Lecture 1: Machine Learning
How can we automate problem solving? For example, flag spam in your inbox. You can use
a data-driven approach, which means that it is based on some data rather than on explicit
specification that we write. You can collect a data set and give it some structure, some
additional information. The model or a learning algorithm will then extract knowledge from
this data. You can call it learning from examples. This data set consists of examples. The
algorithm will learn from these examples how to solve the task of interest. Take for example
the following data set:




You can tell that the left box is the one containing spam. We want our learning algorithm to
be designed in a way that it can look at these examples. You can tell it what a possible clue
could be, like a word or a phrase, or a punctuation symbol. Then it will figure out which of
these words or phrases etc. correlate with the classes (left or right). You’re trying to find
associations between these clues and the classes. Ideally, the model would be able to learn
that.




How does it do that? You can think in a general sense that it learns some kind of rules. The
rules can be formulated in very different ways, depending on the specifics of the learning
algorithm that we’re talking about. See the example above. It could be an if-then-else type of
rules, like logic rules. In this case it is kind of a complicated rule which checks certain
conditions, using boolean operators such as ‘on’, ‘or’, ‘and’, and ‘not’, applying it to those
conditions and then just makes a determination about the class of the specific email. This is
not really a typical rule that is used with machine learning algorithms, but it is someone that
could be the case.

Another alternative (see the lower formula). Here you have some features extracted from the
text (could be words or some other features), indicated by these symbols x1, x2, x3. We
assign weights to them, some numerical weight, and the weighted sum. If the weighted sum
of these features is more than or equal to zero, then maybe we will define the email as
spam.

,Learning from examples
- Data: examples of SPAM and NONSPAM
- Learning algorithms learns rules from data
- Rules applied to new data, and evaluated against known labels
- Finally, the system can be deployed

A typical machine learning project or system would first depend on data. Then there would
be some learning algorithms, so some determined precise procedure which goes through
this data and extracts these rules in some way. Once this is complete, these rules can be
applied to new data. We can then maybe give some of the data to the model to learn from
and keep some of the data to then evaluate the model. The model would output some
responses. And since we already know the answer for this portion of the data, we can
evaluate how well the model is doing. Once this is repeated a few times, you can change
some things, like collecting more data or changing the algorithm, or do something else that
makes the performance better. After it is done,these three parts, we can deploy this system,
meaning that we can use it in the real world.

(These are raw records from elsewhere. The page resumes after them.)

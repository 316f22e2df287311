//! Default cluster topology.
//!
//! Synthesizes the node list for a new cluster: consul servers first, then
//! nomad servers, nomad clients and vault servers. Every agent other than the
//! consul servers joins the first consul server.

use super::cluster::{Cluster, Image, Labels, Network, Node, NodeKind, PortMapping, Role};
use super::error::DomainError;
use super::identity::NodeIdentity;
use super::release::ImageKind;

pub const CONSUL_UI_PORT: u16 = 8500;
pub const NOMAD_UI_PORT: u16 = 4646;
pub const VAULT_UI_PORT: u16 = 8200;

const FUSE_DEVICE: &str = "/dev/fuse";

/// Node counts per role.
#[derive(Debug, Clone, Copy, PartialEq, Eq)]
pub struct Topology {
    pub consul_servers: u16,
    pub nomad_servers: u16,
    pub nomad_clients: u16,
    pub vault_servers: u16,
}

impl Default for Topology {
    fn default() -> Self {
        Self {
            consul_servers: 1,
            nomad_servers: 1,
            nomad_clients: 1,
            vault_servers: 1,
        }
    }
}

impl Topology {
    #[must_use]
    pub const fn with_clients(mut self, clients: u16) -> Self {
        self.nomad_clients = clients;
        self
    }

    /// Build the cluster model for `name` with images tagged `version`.
    pub fn build(&self, name: &str, version: &str) -> Result<Cluster, DomainError> {
        let network = Network::for_cluster(name);
        let mut nodes = Vec::new();

        for ordinal in 1..=self.consul_servers {
            nodes.push(server_node(name, &network.name, NodeKind::Consul, ordinal, version)?);
        }
        for ordinal in 1..=self.nomad_servers {
            nodes.push(server_node(name, &network.name, NodeKind::Nomad, ordinal, version)?);
        }
        for ordinal in 1..=self.nomad_clients {
            nodes.push(client_node(name, &network.name, ordinal, version)?);
        }
        for ordinal in 1..=self.vault_servers {
            nodes.push(server_node(name, &network.name, NodeKind::Vault, ordinal, version)?);
        }

        let cluster = Cluster {
            name: name.to_string(),
            nodes,
            network,
            version: version.to_string(),
        };
        cluster.validate()?;
        Ok(cluster)
    }
}

/// Name of the consul server every other agent joins.
pub fn consul_server_address(cluster: &str) -> Result<String, DomainError> {
    Ok(NodeIdentity::for_node(cluster, NodeKind::Consul, Role::Server, 1)?.to_string())
}

fn consul_client_env(cluster: &str) -> Result<Labels, DomainError> {
    Ok(Labels::from([
        ("CONSUL_AGENT_MODE".to_string(), "client".to_string()),
        (
            "CONSUL_SERVER_ADDRESS".to_string(),
            consul_server_address(cluster)?,
        ),
    ]))
}

fn server_node(
    cluster: &str,
    network: &str,
    kind: NodeKind,
    ordinal: u16,
    version: &str,
) -> Result<Node, DomainError> {
    let identity = NodeIdentity::for_node(cluster, kind, Role::Server, ordinal)?;
    let (image_kind, ui_port) = match kind {
        NodeKind::Consul => (ImageKind::Consul, CONSUL_UI_PORT),
        NodeKind::Nomad => (ImageKind::Nomad, NOMAD_UI_PORT),
        NodeKind::Vault => (ImageKind::Vault, VAULT_UI_PORT),
    };
    let mut node = Node::new(
        &identity,
        kind,
        Role::Server,
        Image::new(image_kind.image_name(), version),
        network,
    );

    node.environment = match kind {
        NodeKind::Consul => Labels::from([("CONSUL_AGENT_MODE".to_string(), "server".to_string())]),
        NodeKind::Nomad => {
            let mut env = consul_client_env(cluster)?;
            env.insert("NOMAD_AGENT_MODE".to_string(), "server".to_string());
            env
        }
        NodeKind::Vault => consul_client_env(cluster)?,
    };

    // Only the first instance publishes its UI port to avoid host collisions.
    if ordinal == 1 {
        node.ports.push(PortMapping::tcp(ui_port)?);
    }
    Ok(node)
}

/// A nomad client node at `ordinal`, attached to `network`.
pub fn client_node(
    cluster: &str,
    network: &str,
    ordinal: u16,
    version: &str,
) -> Result<Node, DomainError> {
    let identity = NodeIdentity::for_node(cluster, NodeKind::Nomad, Role::Client, ordinal)?;
    let mut node = Node::new(
        &identity,
        NodeKind::Nomad,
        Role::Client,
        Image::new(ImageKind::NomadClient.image_name(), version),
        network,
    );

    let mut env = consul_client_env(cluster)?;
    env.insert("NOMAD_AGENT_MODE".to_string(), "client".to_string());
    node.environment = env;
    node.devices.push(FUSE_DEVICE.to_string());
    Ok(node)
}
//! Infrastructure layer.
//!
//! Technical concerns that support the application without containing
//! lifecycle logic.
//!
//! # Submodules
//!
//! - [`config`] - Settings loading, validation and logging setup
//! - [`factory`] - Adapter construction from settings

pub mod config;
pub mod factory;
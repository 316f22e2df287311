//! In-memory store implementation for testing.

use std::collections::{BTreeMap, BTreeSet};

use parking_lot::RwLock;

use crate::domain::identity::validate_cluster_name;
use crate::domain::Cluster;
use crate::error::{Error, ResourceKind, Result};
use crate::port::{ActiveClusterStore, ConfigStore};

/// In-memory config store and active pointer.
///
/// A cluster is "known" once `ensure` or `save` has been called for it,
/// mirroring the directory semantics of the file store.
#[derive(Debug, Default)]
pub struct MemoryStore {
    clusters: RwLock<BTreeMap<String, Cluster>>,
    known: RwLock<BTreeSet<String>>,
    active: RwLock<String>,
    saves: RwLock<usize>,
}

impl MemoryStore {
    /// Create a new empty memory store.
    pub fn new() -> Self {
        Self::default()
    }

    /// Number of successful `save` calls.
    pub fn save_count(&self) -> usize {
        *self.saves.read()
    }

    /// Last saved document for `name`, if any.
    pub fn saved(&self, name: &str) -> Option<Cluster> {
        self.clusters.read().get(name).cloned()
    }
}

impl ConfigStore for MemoryStore {
    fn load(&self, name: &str) -> Result<Cluster> {
        self.clusters
            .read()
            .get(name)
            .cloned()
            .ok_or_else(|| Error::not_found(ResourceKind::Cluster, name))
    }

    fn save(&self, cluster: &Cluster) -> Result<()> {
        validate_cluster_name(&cluster.name)?;
        self.known.write().insert(cluster.name.clone());
        self.clusters
            .write()
            .insert(cluster.name.clone(), cluster.clone());
        *self.saves.write() += 1;
        Ok(())
    }

    fn exists(&self, name: &str) -> bool {
        self.clusters.read().contains_key(name)
    }

    fn ensure(&self, name: &str) -> Result<()> {
        validate_cluster_name(name)?;
        self.known.write().insert(name.to_string());
        Ok(())
    }

    fn remove(&self, name: &str) -> Result<()> {
        self.known.write().remove(name);
        self.clusters.write().remove(name);
        Ok(())
    }

    fn list(&self) -> Result<Vec<String>> {
        Ok(self.known.read().iter().cloned().collect())
    }
}

impl ActiveClusterStore for MemoryStore {
    fn get(&self) -> Result<String> {
        Ok(self.active.read().clone())
    }

    fn set(&self, name: &str) -> Result<()> {
        if !self.known.read().contains(name) {
            return Err(Error::not_found(ResourceKind::Cluster, name));
        }
        *self.active.write() = name.to_string();
        Ok(())
    }

    fn clear(&self) -> Result<()> {
        self.active.write().clear();
        Ok(())
    }
}

#[cfg(test)]
mod tests {
    use super::*;
    use crate::domain::Topology;

    #[test]
    fn active_pointer_requires_known_cluster() {
        let store = MemoryStore::new();
        assert!(ActiveClusterStore::set(&store, "demo").unwrap_err().is_not_found());

        store.ensure("demo").unwrap();
        ActiveClusterStore::set(&store, "demo").unwrap();
        assert_eq!(ActiveClusterStore::get(&store).unwrap(), "demo");

        store.clear().unwrap();
        store.clear().unwrap();
        assert_eq!(ActiveClusterStore::get(&store).unwrap(), "");
    }

    #[test]
    fn save_then_load() {
        let store = MemoryStore::new();
        let cluster = Topology::default().build("demo", "0.4.0").unwrap();

        assert!(!store.exists("demo"));
        store.save(&cluster).unwrap();

        assert!(store.exists("demo"));
        assert_eq!(store.load("demo").unwrap(), cluster);
        assert_eq!(ConfigStore::list(&store).unwrap(), vec!["demo"]);
        assert_eq!(store.save_count(), 1);
    }
}
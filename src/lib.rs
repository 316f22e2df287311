//! hind - Nomad, Consul and Vault clusters in docker containers.
//!
//! Each cluster is a named set of nodes on a dedicated bridge network. The
//! last converged configuration is stored as JSON; every lifecycle command
//! reconciles the container runtime towards it.
//!
//! # Architecture
//!
//! - [`domain`] - Cluster model, node identity, release catalog, topology
//! - [`port`] - Runtime and store traits the engine is written against
//! - [`application`] - Cluster manager and the observe/plan/execute loop
//! - [`adapter`] - Docker CLI runtime, file and memory stores, the CLI
//! - [`infrastructure`] - Settings, logging and adapter wiring
//! - [`error`] - Error types for the crate
//!
//! # Features
//!
//! - `testkit` - In-memory `FakeRuntime` and cluster builders for tests
//!
//! # Example
//!
//! ```no_run
//! use std::sync::Arc;
//!
//! use hind::adapter::outbound::docker::DockerCli;
//! use hind::adapter::outbound::memory::MemoryStore;
//! use hind::application::ClusterManager;
//!
//! # async fn demo() -> hind::error::Result<()> {
//! let mut manager = ClusterManager::new(
//!     "demo",
//!     "latest",
//!     Arc::new(DockerCli::default()),
//!     Arc::new(MemoryStore::new()),
//! )?;
//! manager.start().await?;
//! # Ok(())
//! # }
//! ```

pub mod adapter;
pub mod application;
pub mod domain;
pub mod error;
pub mod infrastructure;
pub mod port;

#[cfg(any(test, feature = "testkit"))]
pub mod testkit;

There are multiple algorithms, such as decision trees. Decision trees extract rules in a format
which is quite similar to this logic type of rules, the if-then-else type of rules. You also have
logistic regression, which uses a format of rules which is more similar to the second example
where you just have a weighted sum of the features, and based on that you make a
decision.

Learning algorithms
- Tree-based: decision trees, random forests, gradient boosted trees.
- Linear classifiers and regressors: perceptron, linear and logistic regression.
- Neural networks: multi-layer perceptrons, deep learning.
- Richard Feyman: “What I cannot create, I do not understand”
- A prerequisite for understanding something at the very deep level and in
precise detail is being able to create, being able to build it.

Types of ML problems
What is the structure of the problem? What is the object that you are trying to predict? What
is the nature of the variable that we are predicting, the outputting? So a machine learning
algorithm, these rules that it extracts from data, they are trying to map the inputs to some
outputs. In the case of spam, it will have a subject and text to the email, and the output
would be the label, whether it is spam or not. Depending on what the output of the problem
is, what the target of the prediction is, we often will talk about the specific type of ML
problem.

Real number. Regression.
Probably the most basic type of prediction would be a real number, like predicting’s
someone’s age or price of something, these as a scalar. A single number which can be
pretty arbitrary. We will call this type a problem a regression problem. We then have models
such as linear regression, a specific type of model which has a very simple structure and
predicts a number.

,Yes/No. Binary classification.
Another very simple machine learning problem, which we have already seen in the case of
email, spam detection, is called binary classification. It involves an output which is a binary
variable: yes/no. There are only two options. For example for sentiment prediction for a
piece of text: we can say it is either positive or negative. Sometimes you also have ‘neutral’
as a value, but then it is no longer a binary prediction problem.

In a more complex case: let's say that you have an app that gives pictures of birds, trying to
determine which species it belongs to. This cannot be binary classification because there are
more than two species of birds.

One of a set of options. Multi-class classification.
Some examples include detecting these bird species, but also classifying newspaper articles
based on the topic, concerning topics such as politics, sports, science, finance, etc. There is
only one of a set of options. We only choose one of them. If we are classifying bird species,
every individual will belong to one species and not to multiple. This is the key property of
multi-class classification that it involves one of a set of options. In multi-class classification
we have multiple classes overall but each individual example belongs to only one of them.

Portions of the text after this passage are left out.